近年、蛮族の侵攻や魔物の氾濫が相次ぎ大きな問題となり早急な対策を講じるためです」
「そうだ。伝統的に外敵に関する問題は諸国がそれぞれ単独で対処してきたが、その規模が拡大したため、同盟全体で協力体制を築くべきだとなった」
「ですが、諸国の王がランゴバルドに集結しても大会議が開かれる様子はなく、諸国の使節団はただ時間を無為に過ごす事を強いられました。
そしてあの日、突然、諸王達は"黄金劇場"に招待されました。招待というより、勅命でした。
入場したのは各国の王とその家族。そして側近達です。僕たちは劇場の周囲の警備に回され…そして日が落ち始めた頃、白雪国の使節団が、鉄王冠国の親衛隊に拘束されました。僕たちも例外なく武器を奪われ、牢屋に閉じ込められました。
何が起きたのか…誰も分かる者はいませんでした。そのうち、僕を含めた新人の騎士達が牢屋から出され、アルトアイゼン城に連行されました。
そこには手枷をはめられ罪人の扱いを受けたダミートリアス王と、……姫様がいました。
テラスにはヘリオガバルスがいて、見下ろしてました。
そして奴は剣を投げて言ったんです」
ポーは歯軋りした。
「『王を殺せ』、と」
誰もが沈黙した。
「お前に命じたのか?」
「いいえ。ヘリオガバルスは姫様に命令したんです。娘に、父親の首を斬れと」
レイモンドが壁に拳を叩き付け亀裂を走らせた。
「おんどれがあぁぁ………!」
「(……ふむ……"姫様に"…。……西と北西に楔を打ったと…………呪術師の勢力は足を速めるだろう………)」
イスマイルは冷静にポーの報告を分析する。
「けど、姫様は剣を握るのはもちろん、立つことも出来なかった…。ヘリオガバルスはさらに容赦なく、『盟主の反逆罪を問うに王族の不始末で済ますか、国と民に罪を償わせるか好きにするがよい』。
奴は……国を、白雪国を滅ぼすと脅しました」
「(最北部の民は独立独歩の意思と気風を生まれ持った民。……こちらを動かすつもりか……?)」
「姫様は……民の事を思われて剣を取ろうとして、僕が剣を奪いました。

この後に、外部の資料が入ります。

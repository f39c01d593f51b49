//! Dashboard board shaping and sentinel rendering.
//!
//! The display expects one JSON line per panel, shape
//! `{"prochain_bus": <minutes>, "suivant_bus": <minutes>}`. What goes into
//! a slot with no data differs per display cell, so the sentinel choice is
//! a policy the caller carries, not part of the shared board extraction.

use clap::ValueEnum;
use serde_json::{Value, json};

use crate::departures::Departure;

/// The next and following departure in whole minutes, when known.
#[derive(Debug, Clone, Copy, Default, PartialEq, Eq)]
pub struct Board {
    pub next: Option<i64>,
    pub following: Option<i64>,
}

/// Extracts the next/following slots from an already-sorted departure list.
/// Entries beyond the first two are ignored.
pub fn next_two(departures: &[Departure]) -> Board {
    Board {
        next: departures.first().map(|d| d.minutes),
        following: departures.get(1).map(|d| d.minutes),
    }
}

/// What an empty slot renders as.
#[derive(Debug, Clone, Copy, Default, PartialEq, Eq, ValueEnum)]
pub enum MissingSentinel {
    /// JSON string "N/A".
    #[default]
    Na,
    /// The number 999, for displays that treat large values as "no bus".
    N999,
}

/// Per-panel rendering policy for the two minute slots.
#[derive(Debug, Clone, Copy, Default, PartialEq, Eq)]
pub struct SentinelPolicy {
    pub missing: MissingSentinel,
    /// Render a next bus at <= 1 minute as 0, meaning "bus at stop".
    /// Only ever applied to the next slot.
    pub clamp_at_stop: bool,
}

impl SentinelPolicy {
    pub const NA: Self = Self {
        missing: MissingSentinel::Na,
        clamp_at_stop: false,
    };

    pub const N999_CLAMPED: Self = Self {
        missing: MissingSentinel::N999,
        clamp_at_stop: true,
    };
}

/// Renders a board to the dashboard JSON value under the given policy.
pub fn render(board: &Board, policy: SentinelPolicy) -> Value {
    let missing = match policy.missing {
        MissingSentinel::Na => json!("N/A"),
        MissingSentinel::N999 => json!(999),
    };

    let next = match board.next {
        Some(minutes) if policy.clamp_at_stop && minutes <= 1 => json!(0),
        Some(minutes) => json!(minutes),
        None => missing.clone(),
    };
    let following = match board.following {
        Some(minutes) => json!(minutes),
        None => missing,
    };

    json!({ "prochain_bus": next, "suivant_bus": following })
}

#[cfg(test)]
mod tests {
    use super::*;
    use chrono::{Local, TimeZone};

    fn departure(minutes: i64) -> Departure {
        let time = Local.timestamp_opt(1_700_000_000 + minutes * 60, 0).unwrap();
        Departure {
            time,
            minutes,
            formatted: time.format("%H:%M").to_string(),
        }
    }

    #[test]
    fn test_next_two_slots() {
        assert_eq!(next_two(&[]), Board::default());

        let one = next_two(&[departure(5)]);
        assert_eq!(one.next, Some(5));
        assert_eq!(one.following, None);

        let three = next_two(&[departure(5), departure(15), departure(25)]);
        assert_eq!(three.next, Some(5));
        assert_eq!(three.following, Some(15));
    }

    #[test]
    fn test_render_na_sentinels() {
        let empty = render(&Board::default(), SentinelPolicy::NA);
        assert_eq!(empty, json!({ "prochain_bus": "N/A", "suivant_bus": "N/A" }));

        let partial = render(
            &Board {
                next: Some(7),
                following: None,
            },
            SentinelPolicy::NA,
        );
        assert_eq!(partial, json!({ "prochain_bus": 7, "suivant_bus": "N/A" }));
    }

    #[test]
    fn test_render_999_sentinels() {
        let empty = render(&Board::default(), SentinelPolicy::N999_CLAMPED);
        assert_eq!(empty, json!({ "prochain_bus": 999, "suivant_bus": 999 }));
    }

    #[test]
    fn test_clamp_at_stop_applies_to_next_slot_only() {
        let board = Board {
            next: Some(1),
            following: Some(1),
        };

        let clamped = render(&board, SentinelPolicy::N999_CLAMPED);
        assert_eq!(clamped, json!({ "prochain_bus": 0, "suivant_bus": 1 }));

        let unclamped = render(&board, SentinelPolicy::NA);
        assert_eq!(unclamped, json!({ "prochain_bus": 1, "suivant_bus": 1 }));
    }

    #[test]
    fn test_clamp_leaves_larger_values_alone() {
        let board = Board {
            next: Some(2),
            following: Some(12),
        };
        let rendered = render(&board, SentinelPolicy::N999_CLAMPED);
        assert_eq!(rendered, json!({ "prochain_bus": 2, "suivant_bus": 12 }));
    }

    #[test]
    fn test_full_board_ignores_policy_missing_value() {
        let board = Board {
            next: Some(5),
            following: Some(15),
        };
        for policy in [SentinelPolicy::NA, SentinelPolicy::N999_CLAMPED] {
            let rendered = render(&board, policy);
            assert_eq!(rendered["prochain_bus"], json!(5));
            assert_eq!(rendered["suivant_bus"], json!(15));
        }
    }
}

僕が……王を斬りました……!」
ポーは片膝をついて、魔法造りの剣"焔の拵え"を差し出した。
「テュルパン大司祭!これはどういうことか!」
「はて?なんのことでしょうか?」
「王を手に掛けた者に王室の宝具を預けるなど正気の沙汰ではないぞ!」
「ポーは信頼できる騎士です。だから預けたのです。それを責められるいわれはありませんよ」
テュルパンは毅然と反論して噛みついた文官を黙らせた。
「ポー・アラン・フェニックス」
イスマイルは問うた。
「お前はこれからどうする?」
「殺します」
ポーは瞳に昏い炎を宿していた。